# Instructions for the task
From the listing below, copy every line with the word "impl".

━━━━━━━━━━━━━━━━━━━━

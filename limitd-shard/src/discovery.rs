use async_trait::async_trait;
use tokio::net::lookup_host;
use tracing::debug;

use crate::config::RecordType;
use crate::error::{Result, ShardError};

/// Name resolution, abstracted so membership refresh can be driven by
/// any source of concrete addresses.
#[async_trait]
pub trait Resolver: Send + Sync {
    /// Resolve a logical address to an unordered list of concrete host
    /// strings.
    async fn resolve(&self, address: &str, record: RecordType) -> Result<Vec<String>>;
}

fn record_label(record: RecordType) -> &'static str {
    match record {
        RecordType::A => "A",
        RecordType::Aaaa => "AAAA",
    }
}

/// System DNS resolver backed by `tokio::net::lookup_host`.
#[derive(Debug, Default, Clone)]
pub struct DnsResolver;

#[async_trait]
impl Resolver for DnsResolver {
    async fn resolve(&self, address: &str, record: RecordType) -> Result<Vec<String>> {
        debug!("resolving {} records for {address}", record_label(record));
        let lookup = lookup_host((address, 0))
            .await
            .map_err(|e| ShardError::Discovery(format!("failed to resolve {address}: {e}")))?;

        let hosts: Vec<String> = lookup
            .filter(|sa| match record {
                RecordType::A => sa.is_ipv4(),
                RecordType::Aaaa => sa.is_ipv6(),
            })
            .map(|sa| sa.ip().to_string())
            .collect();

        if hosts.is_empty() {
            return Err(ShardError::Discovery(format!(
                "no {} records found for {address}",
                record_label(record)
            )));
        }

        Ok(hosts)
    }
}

━━━━━━━━━━━━━━━━━━━━

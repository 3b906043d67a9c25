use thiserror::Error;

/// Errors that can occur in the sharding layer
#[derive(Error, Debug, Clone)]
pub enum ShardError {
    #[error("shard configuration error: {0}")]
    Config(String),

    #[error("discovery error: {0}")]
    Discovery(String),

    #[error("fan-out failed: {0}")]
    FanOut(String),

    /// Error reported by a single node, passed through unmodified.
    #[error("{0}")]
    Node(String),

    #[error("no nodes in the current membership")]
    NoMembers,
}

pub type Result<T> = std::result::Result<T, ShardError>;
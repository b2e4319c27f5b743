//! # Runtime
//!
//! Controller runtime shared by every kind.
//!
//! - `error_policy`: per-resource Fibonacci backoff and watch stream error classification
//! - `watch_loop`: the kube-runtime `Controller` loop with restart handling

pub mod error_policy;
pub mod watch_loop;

━━━━━━━━━━━━━━━━━━━━

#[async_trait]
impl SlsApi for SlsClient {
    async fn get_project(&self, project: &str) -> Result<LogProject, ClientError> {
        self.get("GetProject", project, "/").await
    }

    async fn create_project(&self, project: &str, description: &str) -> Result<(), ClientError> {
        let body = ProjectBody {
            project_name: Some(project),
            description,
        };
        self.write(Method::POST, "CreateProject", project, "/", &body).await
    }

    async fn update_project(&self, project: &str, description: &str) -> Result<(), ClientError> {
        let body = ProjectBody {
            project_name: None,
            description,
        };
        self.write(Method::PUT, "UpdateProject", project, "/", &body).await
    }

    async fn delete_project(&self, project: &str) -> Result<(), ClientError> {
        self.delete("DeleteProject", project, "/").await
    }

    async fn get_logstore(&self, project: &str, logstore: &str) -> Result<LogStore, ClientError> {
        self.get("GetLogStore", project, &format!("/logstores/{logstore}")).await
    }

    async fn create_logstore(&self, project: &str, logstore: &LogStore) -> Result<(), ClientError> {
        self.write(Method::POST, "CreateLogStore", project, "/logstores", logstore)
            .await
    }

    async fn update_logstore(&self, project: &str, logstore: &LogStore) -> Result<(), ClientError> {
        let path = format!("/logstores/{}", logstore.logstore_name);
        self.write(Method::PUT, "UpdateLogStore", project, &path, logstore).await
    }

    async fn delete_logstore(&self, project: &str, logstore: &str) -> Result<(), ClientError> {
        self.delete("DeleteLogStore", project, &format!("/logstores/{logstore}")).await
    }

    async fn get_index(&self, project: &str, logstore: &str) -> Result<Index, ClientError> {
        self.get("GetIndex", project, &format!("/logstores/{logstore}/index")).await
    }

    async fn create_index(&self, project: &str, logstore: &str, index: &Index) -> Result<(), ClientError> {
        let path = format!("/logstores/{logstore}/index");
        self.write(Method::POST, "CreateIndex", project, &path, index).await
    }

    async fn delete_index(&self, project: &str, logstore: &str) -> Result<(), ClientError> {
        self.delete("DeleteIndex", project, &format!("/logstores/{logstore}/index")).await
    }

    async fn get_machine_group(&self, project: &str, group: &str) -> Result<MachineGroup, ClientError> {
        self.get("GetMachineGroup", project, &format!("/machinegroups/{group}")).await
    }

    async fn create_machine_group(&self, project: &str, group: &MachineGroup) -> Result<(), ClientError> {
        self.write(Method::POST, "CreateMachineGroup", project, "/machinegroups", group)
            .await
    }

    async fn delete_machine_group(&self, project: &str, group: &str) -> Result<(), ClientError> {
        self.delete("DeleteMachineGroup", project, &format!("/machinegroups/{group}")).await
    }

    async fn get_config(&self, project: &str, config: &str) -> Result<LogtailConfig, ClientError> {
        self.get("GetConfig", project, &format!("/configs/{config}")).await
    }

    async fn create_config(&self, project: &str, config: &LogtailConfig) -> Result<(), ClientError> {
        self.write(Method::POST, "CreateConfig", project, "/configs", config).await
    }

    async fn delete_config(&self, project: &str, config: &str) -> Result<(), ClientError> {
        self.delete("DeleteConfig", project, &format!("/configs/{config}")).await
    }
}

━━━━━━━━━━━━━━━━━━━━

# Task answer
impl Resolver for DnsResolver {
impl SlsApi for SlsClient {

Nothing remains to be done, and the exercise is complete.